Collected data entries
# # #

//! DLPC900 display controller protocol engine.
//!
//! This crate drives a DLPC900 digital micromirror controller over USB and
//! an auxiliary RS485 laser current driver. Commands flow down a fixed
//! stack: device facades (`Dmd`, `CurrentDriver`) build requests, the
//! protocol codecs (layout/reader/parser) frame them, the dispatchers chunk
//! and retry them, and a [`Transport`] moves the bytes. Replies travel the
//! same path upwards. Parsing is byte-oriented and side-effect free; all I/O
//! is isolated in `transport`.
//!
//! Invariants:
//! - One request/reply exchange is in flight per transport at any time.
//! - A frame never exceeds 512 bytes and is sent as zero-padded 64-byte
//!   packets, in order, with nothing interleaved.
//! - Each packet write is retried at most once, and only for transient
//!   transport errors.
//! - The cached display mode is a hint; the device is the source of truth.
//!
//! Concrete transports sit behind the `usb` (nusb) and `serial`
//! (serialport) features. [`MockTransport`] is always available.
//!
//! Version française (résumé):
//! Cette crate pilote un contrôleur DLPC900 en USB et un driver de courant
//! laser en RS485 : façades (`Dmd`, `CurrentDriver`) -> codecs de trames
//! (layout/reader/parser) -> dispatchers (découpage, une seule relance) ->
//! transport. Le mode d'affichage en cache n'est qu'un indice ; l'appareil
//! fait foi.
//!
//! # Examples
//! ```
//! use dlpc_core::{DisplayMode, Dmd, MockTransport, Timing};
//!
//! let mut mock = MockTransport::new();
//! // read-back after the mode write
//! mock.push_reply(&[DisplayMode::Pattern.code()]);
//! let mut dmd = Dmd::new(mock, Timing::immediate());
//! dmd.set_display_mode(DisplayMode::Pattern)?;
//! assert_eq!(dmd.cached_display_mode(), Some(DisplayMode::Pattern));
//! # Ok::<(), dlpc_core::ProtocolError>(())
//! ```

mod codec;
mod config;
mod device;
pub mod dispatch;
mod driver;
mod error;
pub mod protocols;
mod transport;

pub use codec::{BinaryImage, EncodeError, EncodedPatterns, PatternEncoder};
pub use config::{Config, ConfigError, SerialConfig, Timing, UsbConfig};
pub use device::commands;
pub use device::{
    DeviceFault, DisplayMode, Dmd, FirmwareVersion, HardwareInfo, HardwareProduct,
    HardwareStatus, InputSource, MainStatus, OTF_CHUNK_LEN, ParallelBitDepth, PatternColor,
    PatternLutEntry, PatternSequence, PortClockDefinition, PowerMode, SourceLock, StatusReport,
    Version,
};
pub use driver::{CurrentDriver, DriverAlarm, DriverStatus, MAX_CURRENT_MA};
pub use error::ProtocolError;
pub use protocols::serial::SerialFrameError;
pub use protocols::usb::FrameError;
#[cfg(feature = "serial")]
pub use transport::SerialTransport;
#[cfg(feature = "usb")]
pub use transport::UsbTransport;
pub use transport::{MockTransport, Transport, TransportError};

# # #

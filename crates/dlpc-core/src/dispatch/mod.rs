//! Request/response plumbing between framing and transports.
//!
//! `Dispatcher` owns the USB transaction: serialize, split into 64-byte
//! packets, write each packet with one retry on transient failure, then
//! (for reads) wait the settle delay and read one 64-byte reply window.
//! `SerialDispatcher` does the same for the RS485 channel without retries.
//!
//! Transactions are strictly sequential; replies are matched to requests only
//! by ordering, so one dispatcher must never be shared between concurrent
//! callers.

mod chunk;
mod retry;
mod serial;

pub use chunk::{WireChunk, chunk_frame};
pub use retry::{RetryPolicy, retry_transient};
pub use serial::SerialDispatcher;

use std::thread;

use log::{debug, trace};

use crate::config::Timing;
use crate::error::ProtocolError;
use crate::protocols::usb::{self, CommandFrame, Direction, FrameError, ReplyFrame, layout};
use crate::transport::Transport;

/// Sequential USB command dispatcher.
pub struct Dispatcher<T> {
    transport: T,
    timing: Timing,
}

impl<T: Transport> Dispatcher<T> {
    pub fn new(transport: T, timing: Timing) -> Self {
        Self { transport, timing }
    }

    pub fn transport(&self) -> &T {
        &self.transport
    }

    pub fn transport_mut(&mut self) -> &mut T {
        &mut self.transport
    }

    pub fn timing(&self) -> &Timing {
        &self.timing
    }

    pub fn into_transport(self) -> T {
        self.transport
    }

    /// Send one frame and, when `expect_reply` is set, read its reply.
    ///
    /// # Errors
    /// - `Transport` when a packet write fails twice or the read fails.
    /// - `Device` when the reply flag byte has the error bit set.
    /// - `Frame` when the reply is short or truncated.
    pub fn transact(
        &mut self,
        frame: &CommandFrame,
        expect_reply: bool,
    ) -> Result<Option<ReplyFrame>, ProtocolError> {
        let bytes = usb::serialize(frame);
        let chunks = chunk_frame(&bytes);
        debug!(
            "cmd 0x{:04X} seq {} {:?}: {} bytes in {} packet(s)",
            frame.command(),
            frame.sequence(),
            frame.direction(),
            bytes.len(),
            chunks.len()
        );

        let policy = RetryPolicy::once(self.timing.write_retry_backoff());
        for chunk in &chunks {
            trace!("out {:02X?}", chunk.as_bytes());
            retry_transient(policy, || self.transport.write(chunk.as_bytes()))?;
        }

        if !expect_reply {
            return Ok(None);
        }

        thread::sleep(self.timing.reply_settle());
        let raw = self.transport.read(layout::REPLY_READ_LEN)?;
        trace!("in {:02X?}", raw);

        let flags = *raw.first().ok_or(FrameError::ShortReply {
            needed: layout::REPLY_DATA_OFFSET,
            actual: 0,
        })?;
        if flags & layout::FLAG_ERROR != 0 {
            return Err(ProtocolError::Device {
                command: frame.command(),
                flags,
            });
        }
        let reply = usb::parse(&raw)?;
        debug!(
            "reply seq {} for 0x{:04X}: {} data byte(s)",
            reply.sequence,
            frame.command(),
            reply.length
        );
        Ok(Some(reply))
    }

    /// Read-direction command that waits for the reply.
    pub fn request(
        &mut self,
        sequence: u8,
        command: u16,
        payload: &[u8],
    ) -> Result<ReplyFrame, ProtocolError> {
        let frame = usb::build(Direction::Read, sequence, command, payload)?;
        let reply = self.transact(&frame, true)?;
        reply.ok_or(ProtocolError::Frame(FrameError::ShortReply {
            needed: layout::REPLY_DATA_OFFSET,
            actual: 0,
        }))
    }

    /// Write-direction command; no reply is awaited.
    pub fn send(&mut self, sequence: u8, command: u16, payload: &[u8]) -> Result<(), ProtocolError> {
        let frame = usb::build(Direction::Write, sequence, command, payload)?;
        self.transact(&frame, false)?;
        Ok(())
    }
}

# # #

### YOUR GOAL
Show every line from the entries that includes the word "ReplyFrame".

### FINISHED EXERCISE
use crate::protocols::usb::{self, CommandFrame, Direction, FrameError, ReplyFrame, layout};
    ) -> Result<Option<ReplyFrame>, ProtocolError> {
    ) -> Result<ReplyFrame, ProtocolError> {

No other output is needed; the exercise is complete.